Fourth Quarter, 2022
• Took advantage of highs before the downturn – For balanced clients with equity, fixed income, and cash, we sold excess equity allocations when markets were up in 2021 and early 2022, and rebalanced to fixed income and cash, according to stated investment objectives.
• Took advantage of the lows – We made tax trades during the downturn by selling equity and fixed-income positions with tax losses and reinvesting proceeds into similar positions to reduce client tax burdens in 2022, and carried forward any unused losses to shelter gains in the future.
• Equity diversification paid off – Morningstar’s U.S. value stock index was only down 8% versus their U.S. growth stock index, down more than 30%.
• Fixed income diversification paid off – W&A fixed income portfolio of 5 mutual funds includes 1 of only 2 bond funds that actively manage over $1 billion that had positive performance in calendar year 2022.

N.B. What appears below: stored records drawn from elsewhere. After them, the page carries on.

//! Incremental frame decoder
//!
//! [`decode`] inspects a byte buffer that may hold a partial frame. It
//! returns `Ok(None)` when more input is needed, and never consumes input
//! on a partial frame, so callers simply append to their buffer and retry.

use bytes::Bytes;
use thiserror::Error;

use crate::frame::{parse_double, Frame};

/// Largest accepted bulk payload (matches the server-side default)
pub const MAX_BULK_LEN: usize = 512 * 1024 * 1024;

/// Deepest accepted aggregate nesting
pub const MAX_DEPTH: usize = 64;

/// Decoding errors. Every variant means the peer violated the protocol.
#[derive(Debug, Clone, PartialEq, Eq, Error)]
pub enum DecodeError {
    /// Unknown type prefix
    #[error("invalid frame prefix byte 0x{0:02x}")]
    InvalidPrefix(u8),

    /// Length or integer line is not a number
    #[error("invalid integer: {0}")]
    InvalidInteger(String),

    /// Negative length other than the null marker
    #[error("invalid length: {0}")]
    InvalidLength(i64),

    /// Bulk payload over [`MAX_BULK_LEN`]
    #[error("bulk payload of {0} bytes exceeds limit")]
    TooLarge(usize),

    /// Aggregate nesting over [`MAX_DEPTH`]
    #[error("frame nesting exceeds {} levels", MAX_DEPTH)]
    TooDeep,

    /// Double line is not a number
    #[error("invalid double: {0}")]
    InvalidDouble(String),

    /// Boolean line is neither `t` nor `f`
    #[error("invalid boolean: {0}")]
    InvalidBoolean(String),

    /// Payload not followed by CRLF
    #[error("missing CRLF terminator")]
    MissingTerminator,

    /// Verbatim string without a `fmt:` prefix
    #[error("invalid verbatim string")]
    InvalidVerbatim,
}

/// Decode one frame from the front of `buf`.
///
/// Returns the frame and the number of bytes it occupied, or `None` if the
/// buffer does not yet hold a complete frame.
pub fn decode(buf: &[u8]) -> Result<Option<(Frame, usize)>, DecodeError> {
    let mut cursor = Cursor { buf, pos: 0 };
    Ok(cursor.frame(0)?.map(|frame| (frame, cursor.pos)))
}

struct Cursor<'a> {
    buf: &'a [u8],
    pos: usize,
}

impl<'a> Cursor<'a> {
    fn line(&mut self) -> Option<&'a [u8]> {
        let rest: &'a [u8] = &self.buf[self.pos..];
        let idx = rest.windows(2).position(|w| w == b"\r\n")?;
        self.pos += idx + 2;
        Some(&rest[..idx])
    }

    fn take(&mut self, len: usize) -> Result<Option<&'a [u8]>, DecodeError> {
        if len > MAX_BULK_LEN {
            return Err(DecodeError::TooLarge(len));
        }
        let end = self.pos + len;
        if self.buf.len() < end + 2 {
            return Ok(None);
        }
        if &self.buf[end..end + 2] != b"\r\n" {
            return Err(DecodeError::MissingTerminator);
        }
        let data: &'a [u8] = &self.buf[self.pos..end];
        self.pos = end + 2;
        Ok(Some(data))
    }

    fn frame(&mut self, depth: usize) -> Result<Option<Frame>, DecodeError> {
        if depth > MAX_DEPTH {
            return Err(DecodeError::TooDeep);
        }
        let Some(&prefix) = self.buf.get(self.pos) else {
            return Ok(None);
        };
        self.pos += 1;
        let Some(line) = self.line() else {
            return Ok(None);
        };

        let frame = match prefix {
            b'+' => Frame::Simple(text(line)),
            b'-' => Frame::Error(text(line)),
            b':' => Frame::Integer(parse_int(line)?),
            b'(' => Frame::BigNumber(text(line)),
            b'_' => Frame::Null,
            b',' => {
                let s = text(line);
                Frame::Double(parse_double(&s).ok_or(DecodeError::InvalidDouble(s))?)
            }
            b'#' => match line {
                b"t" => Frame::Boolean(true),
                b"f" => Frame::Boolean(false),
                other => return Err(DecodeError::InvalidBoolean(text(other))),
            },
            b'$' | b'!' | b'=' => {
                let len = parse_int(line)?;
                if len == -1 && prefix == b'$' {
                    return Ok(Some(Frame::Null));
                }
                let len = to_len(len)?;
                let Some(data) = self.take(len)? else {
                    return Ok(None);
                };
                match prefix {
                    b'$' => Frame::Bulk(Bytes::copy_from_slice(data)),
                    b'!' => Frame::Error(text(data)),
                    _ => {
                        if data.len() < 4 || data[3] != b':' {
                            return Err(DecodeError::InvalidVerbatim);
                        }
                        Frame::Verbatim {
                            format: text(&data[..3]),
                            text: Bytes::copy_from_slice(&data[4..]),
                        }
                    }
                }
            }
            b'*' | b'~' | b'>' => {
                let count = parse_int(line)?;
                if count == -1 && prefix == b'*' {
                    return Ok(Some(Frame::Null));
                }
                let count = to_len(count)?;
                let mut items = Vec::with_capacity(count.min(1024));
                for _ in 0..count {
                    match self.frame(depth + 1)? {
                        Some(item) => items.push(item),
                        None => return Ok(None),
                    }
                }
                match prefix {
                    b'*' => Frame::Array(items),
                    b'~' => Frame::Set(items),
                    _ => Frame::Push(items),
                }
            }
            b'%' | b'|' => {
                let count = to_len(parse_int(line)?)?;
                let mut pairs = Vec::with_capacity(count.min(1024));
                for _ in 0..count {
                    let Some(k) = self.frame(depth + 1)? else {
                        return Ok(None);
                    };
                    let Some(v) = self.frame(depth + 1)? else {
                        return Ok(None);
                    };
                    pairs.push((k, v));
                }
                if prefix == b'|' {
                    // Attributes annotate the frame that follows; we drop them.
                    return self.frame(depth + 1);
                }
                Frame::Map(pairs)
            }
            other => return Err(DecodeError::InvalidPrefix(other)),
        };

        Ok(Some(frame))
    }
}

fn text(bytes: &[u8]) -> String {
    String::from_utf8_lossy(bytes).into_owned()
}

fn parse_int(line: &[u8]) -> Result<i64, DecodeError> {
    std::str::from_utf8(line)
        .ok()
        .and_then(|s| s.parse::<i64>().ok())
        .ok_or_else(|| DecodeError::InvalidInteger(text(line)))
}

fn to_len(n: i64) -> Result<usize, DecodeError> {
    usize::try_from(n).map_err(|_| DecodeError::InvalidLength(n))
}

#[cfg(test)]
mod tests {
    use super::*;

    fn decode_all(input: &[u8]) -> Frame {
        let (frame, used) = decode(input).unwrap().expect("complete frame");
        assert_eq!(used, input.len());
        frame
    }

    #[test]
    fn test_simple_error_integer() {
        assert_eq!(decode_all(b"+OK\r\n"), Frame::Simple("OK".into()));
        assert_eq!(
            decode_all(b"-WRONGTYPE Operation\r\n"),
            Frame::Error("WRONGTYPE Operation".into())
        );
        assert_eq!(decode_all(b":-42\r\n"), Frame::Integer(-42));
    }

    #[test]
    fn test_bulk_and_null_bulk() {
        assert_eq!(decode_all(b"$5\r\nhello\r\n"), Frame::bulk("hello"));
        assert_eq!(decode_all(b"$0\r\n\r\n"), Frame::bulk(""));
        assert_eq!(decode_all(b"$-1\r\n"), Frame::Null);
        assert_eq!(decode_all(b"*-1\r\n"), Frame::Null);
    }

    #[test]
    fn test_bulk_is_binary_safe() {
        assert_eq!(
            decode_all(b"$4\r\na\r\nb\r\n"),
            Frame::bulk(&b"a\r\nb"[..])
        );
    }

    #[test]
    fn test_nested_array() {
        let frame = decode_all(b"*2\r\n$3\r\n100\r\n*1\r\n$2\r\nk1\r\n");
        assert_eq!(
            frame,
            Frame::Array(vec![
                Frame::bulk("100"),
                Frame::Array(vec![Frame::bulk("k1")])
            ])
        );
    }

    #[test]
    fn test_resp3_hello_map() {
        let input = b"%2\r\n$6\r\nserver\r\n$5\r\nredis\r\n$5\r\nproto\r\n:3\r\n";
        let frame = decode_all(input);
        let pairs = frame.into_pairs().unwrap();
        assert_eq!(pairs[0].1, Frame::bulk("redis"));
        assert_eq!(pairs[1].1, Frame::Integer(3));
    }

    #[test]
    fn test_resp3_scalars() {
        assert_eq!(decode_all(b"_\r\n"), Frame::Null);
        assert_eq!(decode_all(b",3.25\r\n"), Frame::Double(3.25));
        assert_eq!(decode_all(b",-inf\r\n"), Frame::Double(f64::NEG_INFINITY));
        assert_eq!(decode_all(b"#t\r\n"), Frame::Boolean(true));
        assert_eq!(
            decode_all(b"(3492890328409238509324850943850943825024385\r\n"),
            Frame::BigNumber("3492890328409238509324850943850943825024385".into())
        );
        assert_eq!(
            decode_all(b"!21\r\nSYNTAX invalid syntax\r\n"),
            Frame::Error("SYNTAX invalid syntax".into())
        );
    }

    #[test]
    fn test_verbatim() {
        let frame = decode_all(b"=15\r\ntxt:Some string\r\n");
        assert_eq!(
            frame,
            Frame::Verbatim {
                format: "txt".into(),
                text: bytes::Bytes::from_static(b"Some string"),
            }
        );
        assert_eq!(frame.as_text().as_deref(), Some("Some string"));
    }

    #[test]
    fn test_set_and_push() {
        assert_eq!(
            decode_all(b"~1\r\n+a\r\n"),
            Frame::Set(vec![Frame::Simple("a".into())])
        );
        assert_eq!(
            decode_all(b">1\r\n+a\r\n"),
            Frame::Push(vec![Frame::Simple("a".into())])
        );
    }

    #[test]
    fn test_attribute_is_skipped() {
        let input = b"|1\r\n+key-popularity\r\n:1\r\n:7\r\n";
        assert_eq!(decode_all(input), Frame::Integer(7));
    }

    #[test]
    fn test_partial_input_needs_more() {
        let full = b"*2\r\n$3\r\nfoo\r\n:1\r\n";
        for cut in 0..full.len() {
            assert_eq!(decode(&full[..cut]).unwrap(), None, "cut at {}", cut);
        }
    }

    #[test]
    fn test_trailing_bytes_not_consumed() {
        let (frame, used) = decode(b"+OK\r\n+NEXT\r\n").unwrap().unwrap();
        assert_eq!(frame, Frame::ok());
        assert_eq!(used, 5);
    }

    #[test]
    fn test_invalid_prefix() {
        assert_eq!(decode(b"?x\r\n"), Err(DecodeError::InvalidPrefix(b'?')));
    }

    #[test]
    fn test_invalid_length() {
        assert_eq!(decode(b"$-5\r\n"), Err(DecodeError::InvalidLength(-5)));
        assert!(matches!(
            decode(b"*abc\r\n"),
            Err(DecodeError::InvalidInteger(_))
        ));
    }

    #[test]
    fn test_missing_terminator() {
        assert_eq!(
            decode(b"$3\r\nfooXY"),
            Err(DecodeError::MissingTerminator)
        );
    }

    #[test]
    fn test_too_deep() {
        let mut input = Vec::new();
        for _ in 0..=MAX_DEPTH + 1 {
            input.extend_from_slice(b"*1\r\n");
        }
        input.extend_from_slice(b":1\r\n");
        assert_eq!(decode(&input), Err(DecodeError::TooDeep));
    }

    mod props {
        use super::*;
        use proptest::prelude::*;

        proptest! {
            #[test]
            fn decode_never_panics(input in proptest::collection::vec(any::<u8>(), 0..256)) {
                let _ = decode(&input);
            }

            #[test]
            fn consumed_length_never_exceeds_input(input in proptest::collection::vec(any::<u8>(), 0..256)) {
                if let Ok(Some((_, used))) = decode(&input) {
                    prop_assert!(used <= input.len());
                }
            }
        }
    }
}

• Took advantage of higher interest rates – When possible, excess cash was held in Schwab money market funds with current yields as high as 4.27%.
Good news ahead? Bond yields are at their highest in more than a decade; savers are finally getting interest; and yes, investors can still buy stocks & bonds on sale now, which can lead to better returns in the future.
Remember the Rolling Stones song – You can’t always get what you want…but if you try sometimes, you just might find you get what you need.